Her Kind of Trouble by Sarah Mayberry

So last time I read a Sarah Mayberry book I said that  wasn’t jumping on the Mayberry bandwagon again. I appreciated the adultness of the interactions, I liked the characters honesty with each other, but there were some aspects that didn’t thrill me. The same things are true of Her Kind of Trouble. I really appreciate that the hero and heroine are  honest with each other. For the entirety of the book they act like actual adults and never play guessing games.  That said, I had some issues with the actual plot.

Here’s the blurb:


It takes one to know one

The moment Vivian Walker spies Seth Anderson she knows they're a match made in hedonistic pleasure. And everything that happens between them proves her right. Even better, they both agree their one night together is all they'll share.

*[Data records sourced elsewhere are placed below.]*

//! Reminder endpoints
//!
//! The server stores `remind_at` and sends the reminder email. The local
//! [`RemindersApi::plan`] mirrors its arithmetic so a reminder that would
//! already be due can be reported before asking.

use crate::client::EventManagerClient;
use crate::error::{ApiError, ApiResult};
use crate::models::{
    EventData, MessageResponse, MyRemindersResponse, ReminderResponse, ReminderTiming,
    SetReminderRequest,
};
use chrono::{DateTime, FixedOffset, Utc};
use serde::Serialize;

/// Reminders API interface
#[derive(Clone)]
pub struct RemindersApi {
    client: EventManagerClient,
}

impl RemindersApi {
    /// Create a new reminders API interface
    pub(crate) fn new(client: EventManagerClient) -> Self {
        Self { client }
    }

    /// Ask to be reminded `timing` before an event
    ///
    /// POST events/{id}/set-reminder/
    pub async fn set(&self, event_id: i64, timing: ReminderTiming) -> ApiResult<ReminderResponse> {
        self.client
            .post(
                &format!("events/{event_id}/set-reminder/"),
                &SetReminderRequest { timing },
            )
            .await
    }

    /// Cancel a reminder
    ///
    /// DELETE events/{id}/cancel-reminder/
    pub async fn cancel(&self, event_id: i64) -> ApiResult<MessageResponse> {
        self.client
            .delete(&format!("events/{event_id}/cancel-reminder/"))
            .await
    }

    /// The current user's unsent reminders
    ///
    /// GET reminders/
    pub async fn mine(&self) -> ApiResult<MyRemindersResponse> {
        self.client.get("reminders/").await
    }

    /// When a reminder for `event` would fire, using the configured event offset
    pub fn plan(
        &self,
        event: &EventData,
        timing: ReminderTiming,
        now: DateTime<Utc>,
    ) -> ApiResult<ReminderPlan> {
        ReminderPlan::compute(event, timing, now, self.client.config().event_utc_offset_minutes)
    }
}

/// Locally computed reminder schedule
#[derive(Debug, Clone, Serialize)]
pub struct ReminderPlan {
    /// Chosen lead time
    pub timing: ReminderTiming,
    /// Event start in the event's own offset
    pub event_starts_at: DateTime<FixedOffset>,
    /// When the reminder fires
    pub remind_at: DateTime<FixedOffset>,
    /// The server refuses reminders that are already due
    pub in_past: bool,
}

impl ReminderPlan {
    /// Compute the schedule for `event` with dates at `utc_offset_minutes`
    pub fn compute(
        event: &EventData,
        timing: ReminderTiming,
        now: DateTime<Utc>,
        utc_offset_minutes: i32,
    ) -> ApiResult<Self> {
        let event_starts_at = event.starts_at(utc_offset_minutes).ok_or_else(|| {
            ApiError::validation(format!(
                "Event {} has an unreadable date/time: {} {}",
                event.id, event.date, event.time
            ))
        })?;
        let remind_at = event_starts_at - timing.lead_time();

        Ok(Self {
            timing,
            event_starts_at,
            remind_at,
            in_past: remind_at <= now,
        })
    }
}

#[cfg(test)]
mod tests {
    use super::*;
    use crate::models::Category;
    use chrono::TimeZone;

    fn event(date: &str, time: &str) -> EventData {
        EventData {
            id: 5,
            title: "Hackathon".to_string(),
            description: String::new(),
            date: date.to_string(),
            time: time.to_string(),
            location: "Lab".to_string(),
            category: Category::Academic,
            created_by: None,
            created_by_name: None,
            max_participants: 100,
            registered_count: 0,
            is_full: false,
            is_active: true,
            is_registered: true,
            has_reminder: false,
            created_at: None,
        }
    }

    #[test]
    fn test_plan_subtracts_lead_time() {
        let now = Utc.with_ymd_and_hms(2025, 12, 1, 0, 0, 0).unwrap();
        let event = event("2025-12-15", "23:40:00");
        let plan = ReminderPlan::compute(&event, ReminderTiming::OneHour, now, 300).unwrap();
        assert_eq!(plan.remind_at.to_rfc3339(), "2025-12-15T22:40:00+05:00");
        assert_eq!(plan.remind_at.naive_utc().to_string(), "2025-12-15 17:40:00");
        assert!(!plan.in_past);
    }

    #[test]
    fn test_plan_in_past() {
        // Event at 12:00 UTC+5 (07:00 UTC); a 1-day reminder fired the day before
        let now = Utc.with_ymd_and_hms(2025, 12, 15, 6, 0, 0).unwrap();
        let event = event("2025-12-15", "12:00");
        let plan = ReminderPlan::compute(&event, ReminderTiming::OneDay, now, 300).unwrap();
        assert!(plan.in_past);

        let plan =
            ReminderPlan::compute(&event, ReminderTiming::FifteenMinutes, now, 300).unwrap();
        assert!(!plan.in_past);
    }

    #[test]
    fn test_plan_bad_date() {
        let now = Utc::now();
        let event = event("tomorrow", "noon");
        let err = ReminderPlan::compute(&event, ReminderTiming::OneDay, now, 300).unwrap_err();
        assert!(matches!(err, ApiError::Validation(_)));
    }
}
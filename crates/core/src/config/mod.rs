//! Configuration loading and schema definitions
//!
//! Configuration is read from TOML, then overridden by `EVENTMANAGER_*`
//! environment variables.

mod loader;
mod schema;

pub use loader::{
    apply_overrides, user_config_path, validate, Config, ENV_API_URL, ENV_SERVER_HOST,
    ENV_SERVER_PORT, ENV_SESSION_FILE, ENV_TIMEOUT_SECS,
};
pub use schema::*;
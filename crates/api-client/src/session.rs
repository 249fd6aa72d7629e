//! Login session persistence
//!
//! The session (JWT pair plus the logged-in user) lives in a small JSON
//! file so consecutive CLI invocations stay logged in. A store without a
//! path keeps everything in memory.

use crate::models::{Role, TokenData, UserData};
use chrono::{DateTime, Utc};
use eventmanager_core::error::{Error, ErrorCode, Result};
use serde::{Deserialize, Serialize};
use std::fs::{self, OpenOptions};
use std::io::Write;
use std::path::{Path, PathBuf};
use std::sync::{PoisonError, RwLock};

/// Persisted session contents
#[derive(Debug, Clone, PartialEq, Serialize, Deserialize)]
pub struct SessionData {
    /// Bearer token for API calls
    pub access_token: String,
    /// Token used to obtain a new access token
    pub refresh_token: String,
    /// The logged-in user
    pub user: UserData,
    /// When the login happened
    pub logged_in_at: DateTime<Utc>,
}

/// Thread-safe session store, optionally backed by a file
#[derive(Debug)]
pub struct SessionStore {
    path: Option<PathBuf>,
    data: RwLock<Option<SessionData>>,
}

impl SessionStore {
    /// Store that never touches the filesystem
    #[must_use]
    pub fn in_memory() -> Self {
        Self {
            path: None,
            data: RwLock::new(None),
        }
    }

    /// Open the store at `path`, loading an existing session if present.
    /// An unreadable session file is treated as logged out.
    pub fn open(path: impl Into<PathBuf>) -> Result<Self> {
        let path = path.into();
        let data = match fs::read_to_string(&path) {
            Ok(content) => match serde_json::from_str::<SessionData>(&content) {
                Ok(data) => Some(data),
                Err(e) => {
                    tracing::warn!(
                        path = %path.display(),
                        error = %e,
                        "Ignoring corrupted session file"
                    );
                    None
                }
            },
            Err(e) if e.kind() == std::io::ErrorKind::NotFound => None,
            Err(e) => {
                return Err(Error::new(
                    ErrorCode::SessionError,
                    format!("Failed to read session file {}: {e}", path.display()),
                ));
            }
        };

        tracing::debug!(path = %path.display(), logged_in = data.is_some(), "Session loaded");

        Ok(Self {
            path: Some(path),
            data: RwLock::new(data),
        })
    }

    /// Backing file, if any
    #[must_use]
    pub fn path(&self) -> Option<&Path> {
        self.path.as_deref()
    }

    /// Snapshot of the current session
    #[must_use]
    pub fn snapshot(&self) -> Option<SessionData> {
        self.data.read().unwrap_or_else(PoisonError::into_inner).clone()
    }

    /// Record a successful login
    pub fn save_login(&self, tokens: &TokenData, user: &UserData) -> Result<()> {
        let data = SessionData {
            access_token: tokens.access.clone(),
            refresh_token: tokens.refresh.clone(),
            user: user.clone(),
            logged_in_at: Utc::now(),
        };
        self.replace(Some(data))?;
        tracing::info!(user = %user.email, role = %user.role, "Logged in");
        Ok(())
    }

    /// Whether an access token is stored
    #[must_use]
    pub fn is_logged_in(&self) -> bool {
        self.read(|d| !d.access_token.is_empty()).unwrap_or(false)
    }

    /// Current access token
    #[must_use]
    pub fn access_token(&self) -> Option<String> {
        self.read(|d| d.access_token.clone()).filter(|t| !t.is_empty())
    }

    /// Current refresh token
    #[must_use]
    pub fn refresh_token(&self) -> Option<String> {
        self.read(|d| d.refresh_token.clone()).filter(|t| !t.is_empty())
    }

    /// Stored user
    #[must_use]
    pub fn current_user(&self) -> Option<UserData> {
        self.read(|d| d.user.clone())
    }

    /// Role of the stored user; `Student` when logged out
    #[must_use]
    pub fn user_role(&self) -> Role {
        self.read(|d| d.user.role).unwrap_or_default()
    }

    /// Whether the stored user is an admin
    #[must_use]
    pub fn is_admin(&self) -> bool {
        self.user_role().is_admin()
    }

    /// Stored user's name
    #[must_use]
    pub fn user_name(&self) -> Option<String> {
        self.read(|d| d.user.name.clone())
    }

    /// Stored user's email
    #[must_use]
    pub fn user_email(&self) -> Option<String> {
        self.read(|d| d.user.email.clone())
    }

    /// Replace the stored user, keeping tokens
    pub fn update_user(&self, user: &UserData) -> Result<()> {
        self.modify(|d| d.user = user.clone())
    }

    /// Store a refreshed access token and, when rotated, the new refresh token
    pub fn update_tokens(&self, access: &str, refresh: Option<&str>) -> Result<()> {
        self.modify(|d| {
            d.access_token = access.to_string();
            if let Some(refresh) = refresh {
                d.refresh_token = refresh.to_string();
            }
        })
    }

    /// Forget the session and delete the file
    pub fn logout(&self) -> Result<()> {
        self.replace(None)?;
        tracing::info!("Logged out");
        Ok(())
    }

    fn read<T>(&self, f: impl FnOnce(&SessionData) -> T) -> Option<T> {
        self.data
            .read()
            .unwrap_or_else(PoisonError::into_inner)
            .as_ref()
            .map(f)
    }

    fn modify(&self, f: impl FnOnce(&mut SessionData)) -> Result<()> {
        let mut guard = self.data.write().unwrap_or_else(PoisonError::into_inner);
        let mut updated = guard.as_ref().ok_or_else(Error::not_logged_in)?.clone();
        f(&mut updated);
        self.persist(Some(&updated))?;
        *guard = Some(updated);
        Ok(())
    }

    fn replace(&self, data: Option<SessionData>) -> Result<()> {
        self.persist(data.as_ref())?;
        *self.data.write().unwrap_or_else(PoisonError::into_inner) = data;
        Ok(())
    }

    fn persist(&self, data: Option<&SessionData>) -> Result<()> {
        let Some(path) = self.path.as_deref() else {
            return Ok(());
        };

        match data {
            Some(data) => write_atomic(path, &serde_json::to_vec_pretty(data)?),
            None => match fs::remove_file(path) {
                Err(e) if e.kind() != std::io::ErrorKind::NotFound => Err(Error::new(
                    ErrorCode::SessionError,
                    format!("Failed to remove session file {}: {e}", path.display()),
                )),
                _ => Ok(()),
            },
        }
    }
}

/// Write via a sibling temp file and rename, readable by the owner only
fn write_atomic(path: &Path, bytes: &[u8]) -> Result<()> {
    if let Some(parent) = path.parent() {
        fs::create_dir_all(parent)?;
    }

    let mut tmp = path.as_os_str().to_owned();
    tmp.push(".tmp");
    let tmp = PathBuf::from(tmp);

    // A stale temp file or symlink must not be written through
    match fs::remove_file(&tmp) {
        Err(e) if e.kind() != std::io::ErrorKind::NotFound => return Err(e.into()),
        _ => {}
    }

    let result = write_private(&tmp, bytes).and_then(|()| fs::rename(&tmp, path));
    result.map_err(|e| {
        let _ = fs::remove_file(&tmp);
        Error::new(
            ErrorCode::SessionError,
            format!("Failed to write session file {}: {e}", path.display()),
        )
    })
}

fn write_private(path: &Path, bytes: &[u8]) -> std::io::Result<()> {
    let mut options = OpenOptions::new();
    options.write(true).create_new(true);
    #[cfg(unix)]
    {
        use std::os::unix::fs::OpenOptionsExt;
        options.mode(0o600);
    }

    let mut file = options.open(path)?;
    file.write_all(bytes)?;
    file.sync_all()
}
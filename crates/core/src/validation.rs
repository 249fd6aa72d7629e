//! Input validation
//!
//! Every form the user fills in (sign up, login, new event, event
//! registration, password reset) is checked locally before anything is sent
//! to the server, so the user gets all problems at once instead of one
//! server round trip per mistake.
//!
//! # Example
//!
//! ```rust
//! use eventmanager_core::validation::Validator;
//!
//! let result = Validator::new()
//!     .required("name", "Ada")
//!     .email("email", "ada@uni.edu")
//!     .min_length("password", "secret1", 6)
//!     .validate();
//!
//! assert!(result.is_valid());
//! ```

use crate::error::{Error, ErrorCode, Result};
use chrono::{NaiveDate, NaiveTime};
use once_cell::sync::Lazy;
use regex::Regex;
use serde::{Deserialize, Serialize};

/// Same shape the mobile client accepted: local part, `@`, dotted domain.
static EMAIL_RE: Lazy<Regex> = Lazy::new(|| {
    Regex::new(r"^[A-Za-z0-9+._%\-]{1,256}@[A-Za-z0-9][A-Za-z0-9\-]{0,64}(\.[A-Za-z0-9][A-Za-z0-9\-]{0,25})+$")
        .expect("email pattern is valid")
});

/// Validation error for a single field
#[derive(Debug, Clone, PartialEq, Eq, Serialize, Deserialize)]
pub struct ValidationError {
    /// Field that failed validation
    pub field: String,
    /// Error message
    pub message: String,
    /// Machine-readable code
    pub code: String,
}

impl std::fmt::Display for ValidationError {
    fn fmt(&self, f: &mut std::fmt::Formatter<'_>) -> std::fmt::Result {
        write!(f, "{}: {}", self.field, self.message)
    }
}

/// Validation result
#[derive(Debug, Clone, Default, Serialize, Deserialize)]
pub struct ValidationResult {
    errors: Vec<ValidationError>,
}

impl ValidationResult {
    /// Create a new empty result
    #[must_use]
    pub fn new() -> Self {
        Self::default()
    }

    /// Check if validation passed
    #[must_use]
    pub fn is_valid(&self) -> bool {
        self.errors.is_empty()
    }

    /// Get all errors
    #[must_use]
    pub fn errors(&self) -> &[ValidationError] {
        &self.errors
    }

    /// Whether a specific field failed
    #[must_use]
    pub fn has_error(&self, field: &str) -> bool {
        self.errors.iter().any(|e| e.field == field)
    }

    /// Add an error
    pub fn add_error(&mut self, error: ValidationError) {
        self.errors.push(error);
    }

    /// Merge another result into this one
    pub fn merge(&mut self, other: ValidationResult) {
        self.errors.extend(other.errors);
    }

    /// All errors joined into one line
    #[must_use]
    pub fn summary(&self) -> String {
        self.errors
            .iter()
            .map(ToString::to_string)
            .collect::<Vec<_>>()
            .join("; ")
    }

    /// Convert to Result type
    pub fn to_result(self) -> Result<()> {
        if self.is_valid() {
            Ok(())
        } else {
            Err(Error::new(
                ErrorCode::ValidationError,
                format!("Validation failed: {}", self.summary()),
            ))
        }
    }
}

/// Fluent validator builder
#[derive(Debug, Default)]
pub struct Validator {
    result: ValidationResult,
}

impl Validator {
    /// Create a new validator
    #[must_use]
    pub fn new() -> Self {
        Self::default()
    }

    fn fail(mut self, field: &str, code: &str, message: impl Into<String>) -> Self {
        self.result.add_error(ValidationError {
            field: field.to_string(),
            message: message.into(),
            code: code.to_string(),
        });
        self
    }

    /// Fails when the value is empty or whitespace
    #[must_use]
    pub fn required(self, field: &str, value: &str) -> Self {
        if value.trim().is_empty() {
            self.fail(field, "REQUIRED", "is required")
        } else {
            self
        }
    }

    /// Minimum length in characters; empty values are left to `required`
    #[must_use]
    pub fn min_length(self, field: &str, value: &str, min: usize) -> Self {
        let len = value.chars().count();
        if len > 0 && len < min {
            self.fail(field, "MIN_LENGTH", format!("must be at least {min} characters"))
        } else {
            self
        }
    }

    /// Maximum length in characters
    #[must_use]
    pub fn max_length(self, field: &str, value: &str, max: usize) -> Self {
        if value.chars().count() > max {
            self.fail(field, "MAX_LENGTH", format!("must be at most {max} characters"))
        } else {
            self
        }
    }

    /// Email address shape; empty values are left to `required`
    #[must_use]
    pub fn email(self, field: &str, value: &str) -> Self {
        let value = value.trim();
        if !value.is_empty() && !is_valid_email(value) {
            self.fail(field, "EMAIL", "must be a valid email address")
        } else {
            self
        }
    }

    /// Match a regex pattern
    #[must_use]
    pub fn pattern(self, field: &str, value: &str, pattern: &Regex, description: &str) -> Self {
        if pattern.is_match(value) {
            self
        } else {
            self.fail(field, "PATTERN", format!("must be {description}"))
        }
    }

    /// Exactly `len` ASCII digits
    #[must_use]
    pub fn digits(self, field: &str, value: &str, len: usize) -> Self {
        let value = value.trim();
        if value.len() == len && value.chars().all(|c| c.is_ascii_digit()) {
            self
        } else {
            self.fail(field, "DIGITS", format!("must be {len} digits"))
        }
    }

    /// Value must be one of the allowed values
    #[must_use]
    pub fn one_of(self, field: &str, value: &str, allowed: &[&str]) -> Self {
        if allowed.contains(&value) {
            self
        } else {
            self.fail(field, "ONE_OF", format!("must be one of: {}", allowed.join(", ")))
        }
    }

    /// Like `one_of`, ignoring ASCII case and surrounding whitespace
    #[must_use]
    pub fn one_of_ignore_case(self, field: &str, value: &str, allowed: &[&str]) -> Self {
        let value = value.trim();
        if allowed.iter().any(|a| a.eq_ignore_ascii_case(value)) {
            self
        } else {
            self.fail(field, "ONE_OF", format!("must be one of: {}", allowed.join(", ")))
        }
    }

    /// Numeric range, inclusive
    #[must_use]
    pub fn range<T: PartialOrd + std::fmt::Display>(
        self,
        field: &str,
        value: T,
        min: T,
        max: T,
    ) -> Self {
        if value < min || value > max {
            self.fail(field, "RANGE", format!("must be between {min} and {max}"))
        } else {
            self
        }
    }

    /// Calendar date in `YYYY-MM-DD`; empty values are left to `required`
    #[must_use]
    pub fn date(self, field: &str, value: &str) -> Self {
        let value = value.trim();
        if value.is_empty() || parse_date(value).is_some() {
            self
        } else {
            self.fail(field, "DATE", "must be a date in YYYY-MM-DD format")
        }
    }

    /// Time of day in `HH:MM` or `HH:MM:SS`; empty values are left to `required`
    #[must_use]
    pub fn time(self, field: &str, value: &str) -> Self {
        let value = value.trim();
        if value.is_empty() || parse_time(value).is_some() {
            self
        } else {
            self.fail(field, "TIME", "must be a time in HH:MM format")
        }
    }

    /// Two values must match (password confirmation)
    #[must_use]
    pub fn equals(self, field: &str, value: &str, other: &str, message: &str) -> Self {
        if value == other {
            self
        } else {
            self.fail(field, "MISMATCH", message)
        }
    }

    /// Add a custom validation
    #[must_use]
    pub fn custom<F>(self, field: &str, f: F) -> Self
    where
        F: FnOnce() -> Option<String>,
    {
        match f() {
            Some(message) => self.fail(field, "CUSTOM", message),
            None => self,
        }
    }

    /// Complete validation and return result
    #[must_use]
    pub fn validate(self) -> ValidationResult {
        self.result
    }
}

/// Whether `value` looks like an email address
#[must_use]
pub fn is_valid_email(value: &str) -> bool {
    EMAIL_RE.is_match(value)
}

/// Parse a `YYYY-MM-DD` date
#[must_use]
pub fn parse_date(value: &str) -> Option<NaiveDate> {
    NaiveDate::parse_from_str(value.trim(), "%Y-%m-%d").ok()
}

/// Parse an `HH:MM` or `HH:MM:SS` time
#[must_use]
pub fn parse_time(value: &str) -> Option<NaiveTime> {
    let value = value.trim();
    NaiveTime::parse_from_str(value, "%H:%M:%S")
        .or_else(|_| NaiveTime::parse_from_str(value, "%H:%M"))
        .ok()
}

Now, years later, Seth remains one of Vivian's favorite memories. Surely the sizzling chemistry has faded, though, right? Apparently not. Because when she sees him again he's still sinfully attractive. More than that, she actually likes the man he is. When Seth suddenly becomes a full-time dad to a newborn, Vivian falls hard. Despite the changes, however, she knows Seth will never settle down. And he will definitely never commit to one woman. So she needs to strengthen her defenses before she gets into real trouble!


My thoughts: Vivian and Seth are both really terrific characters. They are full-fledged adults with no hangups. They aren’t distrustful by nature or scared of relationships and neither have been horribly burned by the past. They both know that starting a relationship with each other is a very bad idea, because as it turns out their siblings are married to each other. They’ll be seeing each other at every family event for the next 50 years. For the last ten years they have had a terrific relationship of flirting around each other and knowing it’s going nowhere.  When Viv finds out that Seth is expecting a baby with an ex-girlfriend, she’s prepared to give him hell for it.  No one is expecting the baby’s mother to be involved in a horrible accident and Seth to get immediate and full custody of a newborn.

This is where my problem lies.  (And it’s really hard to explain without spoilers, I’m sorry!) The setup itself- a really great attraction between two really great people- is light and fun and the seriousness of the situation with Lola (the baby’s mother) is in direct contrast. I assume that Mayberry was trying to show the serious side of Seth  and Vivian and she does a great job of it, but it’s so hard to read about. Seth is really a standup guy. He does a million thoughtful things for everyone around him during a time that is both full of joy and sadness and the author does a  wonderful job of making me fall in love with him a little myself, but the entire time I was reading I couldn’t keep thinking of this poor woman whose real time tragedy was being used a  plot devise.  Usually when someone dies in a romance novel it’s something in the past, but in this one it’s a central theme of the book. Granted, she was a minor character, we never even actually meet her, but it was very uncomfortable for me to read about it.

Final Verdict: I’ve decided that Mayberry writes terrific characters, and the romances are well done, but I think the surrounding plots are maybe just a little two uncomfortable for me. I don’t always need things nice and easy, but I didn’t like the discord of killing this poor woman off so Seth could be the hero.

1 comment:

  1. From the sounds of that I think I'll give Mayberry a pass as well. I'm not sure I could shrug off the death of the mother if it was happening in real time in the middle of a light romance no matter how great the characters were.